→ THE PROBLEM
While reading through the material below, copy each line that holds the word "their".

→ SUPPLIED MATERIAL
use std::io;
use std::path::Path;

/// Read-only filesystem access plus working-directory orientation.
pub trait FileSystem: Send + Sync {
    /// Read the full contents of `path`.
    fn read_bytes(&self, path: &Path) -> io::Result<Vec<u8>>;

    /// Point the frontend's working directory at `path`.
    ///
    /// Compile commands carry filenames relative to their recorded directory,
    /// which is not necessarily the process working directory.
    fn set_current_dir(&self, path: &Path) -> io::Result<()>;

    fn exists(&self, path: &Path) -> bool;
}

/// The local OS filesystem.
#[derive(Debug, Default, Clone, Copy)]
pub struct LocalFs;

impl FileSystem for LocalFs {
    fn read_bytes(&self, path: &Path) -> io::Result<Vec<u8>> {
        std::fs::read(path)
    }

    fn set_current_dir(&self, path: &Path) -> io::Result<()> {
        std::env::set_current_dir(path)
    }

    fn exists(&self, path: &Path) -> bool {
        path.exists()
    }
}
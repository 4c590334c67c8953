//! Partitioning a TU's collected output into per-file shards.

use std::collections::HashMap;
use std::sync::Arc;

use flint_compile::CompileCommand;
use flint_core::{path_to_file_uri, AbsPathBuf, FileDigest};
use flint_index::{
    CollectedOutput, Ref, RefSlab, Relation, RelationSlab, Shard, Symbol, SymbolSlab,
};
use flint_storage::ShardStorage;

use crate::indexer::IndexerInner;
use crate::registry::ShardVersion;
use crate::uri::UriMemo;

/// Bucket chosen for each symbol's canonical declaration; relations follow it.
type SymbolPlacement = HashMap<flint_core::SymbolId, AbsPathBuf>;

/// Per-file staging area for one `update` pass.
#[derive(Debug, Default)]
struct FileBucket {
    digest: FileDigest,
    symbols: Vec<Symbol>,
    refs: Vec<(flint_core::SymbolId, Ref)>,
    relations: Vec<Relation>,
}

impl IndexerInner {
    /// Split `output` into per-file buckets, persist a shard per bucket, and
    /// commit the registry and aggregator.
    ///
    /// Only files whose content changed against `snapshot` (or whose previous
    /// index had errors while this run is clean) get a bucket; data for
    /// everything else in the TU is dropped, since the stored state is
    /// already current.
    pub(crate) fn update(
        &self,
        main_file: &AbsPathBuf,
        output: CollectedOutput,
        cmd: &CompileCommand,
        snapshot: &HashMap<AbsPathBuf, ShardVersion>,
        storage: &dyn ShardStorage,
        had_errors: bool,
    ) {
        let mut uris = UriMemo::default();
        let mut files: HashMap<AbsPathBuf, FileBucket> = HashMap::new();

        // Decide which files to (re)write. Missing headers never show up
        // here: the graph only contains files the frontend actually opened.
        for node in output.sources.iter() {
            let Some(path) = uris.resolve(&node.uri) else {
                continue;
            };
            let rewrite = match snapshot.get(path) {
                None => true,
                Some(version) => {
                    version.digest != node.digest || (version.had_errors && !had_errors)
                }
            };
            if rewrite {
                files.entry(path.clone()).or_default().digest = node.digest;
            }
        }

        // Place symbols. A symbol declared in one file and defined in
        // another goes into both buckets, so index merging can prefer the
        // canonical declaration over forward declarations seen elsewhere.
        let mut placement = SymbolPlacement::new();
        for symbol in output.symbols.iter() {
            if let Some(declaration) = &symbol.canonical_declaration {
                if let Some(path) = uris.resolve(&declaration.file_uri) {
                    if let Some(bucket) = files.get_mut(path) {
                        let path = path.clone();
                        bucket.symbols.push(symbol.clone());
                        placement.insert(symbol.id, path);
                    }
                }
            }
            if let Some(definition) = &symbol.definition {
                let same_file = symbol
                    .canonical_declaration
                    .as_ref()
                    .is_some_and(|declaration| declaration.file_uri == definition.file_uri);
                if !same_file {
                    if let Some(path) = uris.resolve(&definition.file_uri) {
                        if let Some(bucket) = files.get_mut(path) {
                            bucket.symbols.push(symbol.clone());
                        }
                    }
                }
            }
        }

        // Place references with the symbol they resolve to.
        for (id, refs) in output.refs.iter() {
            for reference in refs {
                if let Some(path) = uris.resolve(&reference.location.file_uri) {
                    if let Some(bucket) = files.get_mut(path) {
                        bucket.refs.push((id, reference.clone()));
                    }
                }
            }
        }

        // Relations follow their subject's canonical placement.
        for relation in output.relations.iter() {
            if let Some(path) = placement.get(&relation.subject) {
                if let Some(bucket) = files.get_mut(path) {
                    bucket.relations.push(relation.clone());
                }
            }
        }

        for (path, bucket) in files {
            let mut symbols = SymbolSlab::builder();
            for symbol in bucket.symbols {
                symbols.insert(symbol);
            }
            let symbols = symbols.build();

            let mut refs = RefSlab::builder();
            for (id, reference) in bucket.refs {
                refs.insert(id, reference);
            }
            let refs = refs.build();

            let mut relations = RelationSlab::builder();
            for relation in bucket.relations {
                relations.insert(relation);
            }
            let relations = relations.build();

            let is_main_file = path == *main_file;
            let shard = Shard {
                symbols: Some(symbols.clone()),
                refs: Some(refs.clone()),
                relations: Some(relations.clone()),
                sources: Some(output.sources.sub_graph(&path_to_file_uri(&path))),
                // One stored version per header; only the TU's own shard
                // knows how to rebuild the TU.
                cmd: is_main_file.then(|| cmd.clone()),
            };

            // The shard must hit storage before the in-memory version is
            // bumped, so a crash between the two re-indexes instead of
            // trusting a shard that was never written.
            if let Err(err) = storage.store_shard(&path, &shard) {
                tracing::error!(
                    target = "flint.indexer",
                    file = %path,
                    error = %err,
                    "failed to write shard"
                );
            }

            {
                let mut versions = self.versions.lock();
                if let Some(previous) = versions.get(path.as_path()) {
                    // Already up to date, unless the previous index was
                    // broken and this one is not.
                    if previous.digest == bucket.digest && !(previous.had_errors && !had_errors) {
                        continue;
                    }
                }
                versions.insert(
                    path.clone(),
                    ShardVersion {
                        digest: bucket.digest,
                        had_errors,
                    },
                );

                // This can clobber a newer version committed by another
                // worker after our snapshot; the next run over either TU
                // straightens the registry out again.
                self.symbols.update(
                    &path,
                    Some(Arc::new(symbols)),
                    Some(Arc::new(refs)),
                    Some(Arc::new(relations)),
                    is_main_file,
                );
            }
        }
    }
}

→ SOLUTION TO THIS PROBLEM
    /// Compile commands carry filenames relative to their recorded directory,
        // Relations follow their subject's canonical placement.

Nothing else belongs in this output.